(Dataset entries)
◆ ◆ ◆

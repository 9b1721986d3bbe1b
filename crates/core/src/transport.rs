//! HTTP client construction bound to a session cookie store.
//!
//! The client is rebuilt whenever the user agent or proxy in [`Settings`]
//! changes, which is how a `proxy` option set after login reaches the wire.

use std::sync::Arc;
use std::time::Duration;

use parking_lot::Mutex;
use reqwest::{Client, Proxy};
use tracing::debug;

use crate::cookies::SessionCookies;
use crate::options::Settings;

/// Default per-request timeout.
pub const DEFAULT_REQUEST_TIMEOUT: Duration = Duration::from_secs(30);

#[derive(Debug, Clone, PartialEq, Eq)]
struct ClientKey {
	user_agent: String,
	proxy: Option<String>,
}

impl From<&Settings> for ClientKey {
	fn from(settings: &Settings) -> Self {
		Self {
			user_agent: settings.user_agent.clone(),
			proxy: settings.proxy.clone(),
		}
	}
}

/// Cookie-aware client factory for one session.
#[derive(Debug)]
pub struct Transport {
	cookies: Arc<SessionCookies>,
	timeout: Duration,
	referer: bool,
	cached: Mutex<Option<(ClientKey, Client)>>,
}

impl Transport {
	pub fn new(cookies: Arc<SessionCookies>, timeout: Duration) -> Self {
		Self {
			cookies,
			timeout,
			referer: true,
			cached: Mutex::new(None),
		}
	}

	/// Disables the `Referer` header on redirects.
	pub fn without_referer(mut self) -> Self {
		self.referer = false;
		self
	}

	pub fn cookies(&self) -> &Arc<SessionCookies> {
		&self.cookies
	}

	/// Returns a client matching `settings`, reusing the cached one when unchanged.
	pub fn client(&self, settings: &Settings) -> Result<Client, reqwest::Error> {
		let key = ClientKey::from(settings);
		let mut cached = self.cached.lock();
		if let Some((cached_key, client)) = cached.as_ref() {
			if *cached_key == key {
				return Ok(client.clone());
			}
		}

		debug!(target = "msgr.transport", proxy = ?key.proxy, referer = self.referer, "building HTTP client");
		let mut builder = Client::builder()
			.cookie_provider(Arc::clone(&self.cookies))
			.user_agent(key.user_agent.as_str())
			.timeout(self.timeout)
			.referer(self.referer);
		if let Some(proxy) = &key.proxy {
			builder = builder.proxy(Proxy::all(proxy.as_str())?);
		}

		let client = builder.build()?;
		*cached = Some((key, client.clone()));
		Ok(client)
	}
}

#[cfg(test)]
mod tests {
	use super::*;

	#[test]
	fn client_is_reused_until_settings_change() {
		let transport = Transport::new(Arc::new(SessionCookies::new()), DEFAULT_REQUEST_TIMEOUT);
		let mut settings = Settings::default();
		transport.client(&settings).unwrap();
		let first_key = transport.cached.lock().as_ref().map(|(k, _)| k.clone());

		transport.client(&settings).unwrap();
		assert_eq!(transport.cached.lock().as_ref().map(|(k, _)| k.clone()), first_key);

		settings.proxy = Some("http://127.0.0.1:3128".into());
		transport.client(&settings).unwrap();
		let key = transport.cached.lock().as_ref().map(|(k, _)| k.clone()).unwrap();
		assert_eq!(key.proxy.as_deref(), Some("http://127.0.0.1:3128"));
	}

	#[test]
	fn invalid_proxy_is_reported() {
		let transport = Transport::new(Arc::new(SessionCookies::new()), DEFAULT_REQUEST_TIMEOUT);
		let settings = Settings {
			proxy: Some("not a proxy url".into()),
			..Settings::default()
		};
		assert!(transport.client(&settings).is_err());
	}
}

◆ ◆ ◆

= Task statement =
Read through the records above and copy the lines that contain "lock".

= Task result =
		let mut cached = self.cached.lock();
		let first_key = transport.cached.lock().as_ref().map(|(k, _)| k.clone());
		assert_eq!(transport.cached.lock().as_ref().map(|(k, _)| k.clone()), first_key);
		let key = transport.cached.lock().as_ref().map(|(k, _)| k.clone()).unwrap();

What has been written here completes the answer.